• **TO DO**:
Only a single number is expected: how many lines of the data hold the word "unwrap".

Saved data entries
--------

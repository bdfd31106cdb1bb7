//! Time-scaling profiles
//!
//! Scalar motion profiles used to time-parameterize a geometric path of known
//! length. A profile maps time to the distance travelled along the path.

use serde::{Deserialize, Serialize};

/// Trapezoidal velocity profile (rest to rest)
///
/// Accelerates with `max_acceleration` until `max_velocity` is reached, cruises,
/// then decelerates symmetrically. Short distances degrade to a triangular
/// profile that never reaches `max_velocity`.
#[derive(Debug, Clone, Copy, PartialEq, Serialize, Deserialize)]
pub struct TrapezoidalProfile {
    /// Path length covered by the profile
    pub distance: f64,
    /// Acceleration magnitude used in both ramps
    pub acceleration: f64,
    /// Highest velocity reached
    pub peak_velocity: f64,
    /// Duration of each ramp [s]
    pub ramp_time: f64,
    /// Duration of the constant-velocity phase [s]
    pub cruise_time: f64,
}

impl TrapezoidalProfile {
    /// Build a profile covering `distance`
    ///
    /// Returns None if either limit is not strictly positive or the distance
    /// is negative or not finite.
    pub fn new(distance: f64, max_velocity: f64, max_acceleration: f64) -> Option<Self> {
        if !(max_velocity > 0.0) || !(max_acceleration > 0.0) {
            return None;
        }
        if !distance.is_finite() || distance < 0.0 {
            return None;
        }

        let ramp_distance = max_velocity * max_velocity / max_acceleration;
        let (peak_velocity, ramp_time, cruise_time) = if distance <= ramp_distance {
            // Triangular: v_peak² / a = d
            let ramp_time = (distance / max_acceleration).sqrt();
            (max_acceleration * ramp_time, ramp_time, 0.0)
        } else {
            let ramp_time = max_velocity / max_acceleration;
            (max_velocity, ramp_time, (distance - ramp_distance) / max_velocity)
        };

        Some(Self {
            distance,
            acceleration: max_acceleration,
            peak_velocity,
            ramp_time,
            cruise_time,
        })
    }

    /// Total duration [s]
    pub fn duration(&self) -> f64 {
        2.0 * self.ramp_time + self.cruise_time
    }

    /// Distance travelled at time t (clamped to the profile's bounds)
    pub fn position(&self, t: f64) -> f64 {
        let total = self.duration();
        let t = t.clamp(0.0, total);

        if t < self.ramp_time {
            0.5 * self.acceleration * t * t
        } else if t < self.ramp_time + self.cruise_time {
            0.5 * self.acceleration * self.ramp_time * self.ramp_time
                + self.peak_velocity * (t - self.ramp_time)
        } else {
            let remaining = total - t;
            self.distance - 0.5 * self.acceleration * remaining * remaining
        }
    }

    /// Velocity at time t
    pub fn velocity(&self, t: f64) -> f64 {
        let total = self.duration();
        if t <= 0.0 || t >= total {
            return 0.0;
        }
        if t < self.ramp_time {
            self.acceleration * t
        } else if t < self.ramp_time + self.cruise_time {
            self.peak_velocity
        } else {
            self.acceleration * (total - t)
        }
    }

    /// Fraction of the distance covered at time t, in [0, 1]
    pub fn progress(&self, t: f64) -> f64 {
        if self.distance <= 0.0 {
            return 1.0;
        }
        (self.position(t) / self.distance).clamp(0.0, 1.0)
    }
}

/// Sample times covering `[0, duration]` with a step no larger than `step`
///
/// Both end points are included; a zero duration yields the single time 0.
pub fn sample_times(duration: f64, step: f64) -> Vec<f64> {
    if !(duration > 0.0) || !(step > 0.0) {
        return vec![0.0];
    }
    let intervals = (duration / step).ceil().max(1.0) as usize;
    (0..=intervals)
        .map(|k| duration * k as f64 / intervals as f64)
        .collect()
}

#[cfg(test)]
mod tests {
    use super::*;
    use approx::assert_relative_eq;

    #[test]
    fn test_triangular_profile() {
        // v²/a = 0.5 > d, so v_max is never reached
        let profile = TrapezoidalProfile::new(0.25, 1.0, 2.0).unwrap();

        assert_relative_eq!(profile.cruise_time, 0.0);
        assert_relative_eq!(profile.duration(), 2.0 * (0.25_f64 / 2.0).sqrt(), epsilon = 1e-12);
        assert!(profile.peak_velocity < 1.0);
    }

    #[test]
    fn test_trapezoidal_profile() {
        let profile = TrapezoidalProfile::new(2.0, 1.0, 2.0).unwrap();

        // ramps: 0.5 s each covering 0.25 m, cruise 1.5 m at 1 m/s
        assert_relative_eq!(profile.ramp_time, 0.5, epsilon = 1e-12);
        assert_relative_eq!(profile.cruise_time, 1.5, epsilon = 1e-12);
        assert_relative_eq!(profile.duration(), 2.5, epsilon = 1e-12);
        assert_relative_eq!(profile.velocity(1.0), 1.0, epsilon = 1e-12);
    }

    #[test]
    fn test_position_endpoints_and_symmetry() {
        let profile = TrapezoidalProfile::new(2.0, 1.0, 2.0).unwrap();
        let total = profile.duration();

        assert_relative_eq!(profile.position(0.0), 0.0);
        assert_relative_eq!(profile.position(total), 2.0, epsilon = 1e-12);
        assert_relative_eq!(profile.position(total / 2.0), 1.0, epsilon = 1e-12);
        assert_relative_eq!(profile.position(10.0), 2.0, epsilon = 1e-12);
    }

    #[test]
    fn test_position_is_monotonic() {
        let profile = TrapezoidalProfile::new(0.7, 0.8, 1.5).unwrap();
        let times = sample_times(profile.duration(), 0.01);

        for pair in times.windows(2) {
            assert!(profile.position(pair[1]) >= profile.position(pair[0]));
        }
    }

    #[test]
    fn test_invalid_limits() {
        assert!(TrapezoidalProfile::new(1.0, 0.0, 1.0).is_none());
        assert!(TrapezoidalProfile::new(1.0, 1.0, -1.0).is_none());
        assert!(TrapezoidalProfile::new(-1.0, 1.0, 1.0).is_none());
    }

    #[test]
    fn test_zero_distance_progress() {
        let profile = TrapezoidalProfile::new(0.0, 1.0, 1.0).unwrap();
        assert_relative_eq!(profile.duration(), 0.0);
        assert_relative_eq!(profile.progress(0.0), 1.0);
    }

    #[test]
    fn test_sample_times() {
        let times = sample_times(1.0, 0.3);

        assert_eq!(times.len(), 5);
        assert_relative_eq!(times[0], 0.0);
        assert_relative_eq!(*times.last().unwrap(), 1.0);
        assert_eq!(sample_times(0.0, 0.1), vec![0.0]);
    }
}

--------

• **RESPONSE AREA**:
6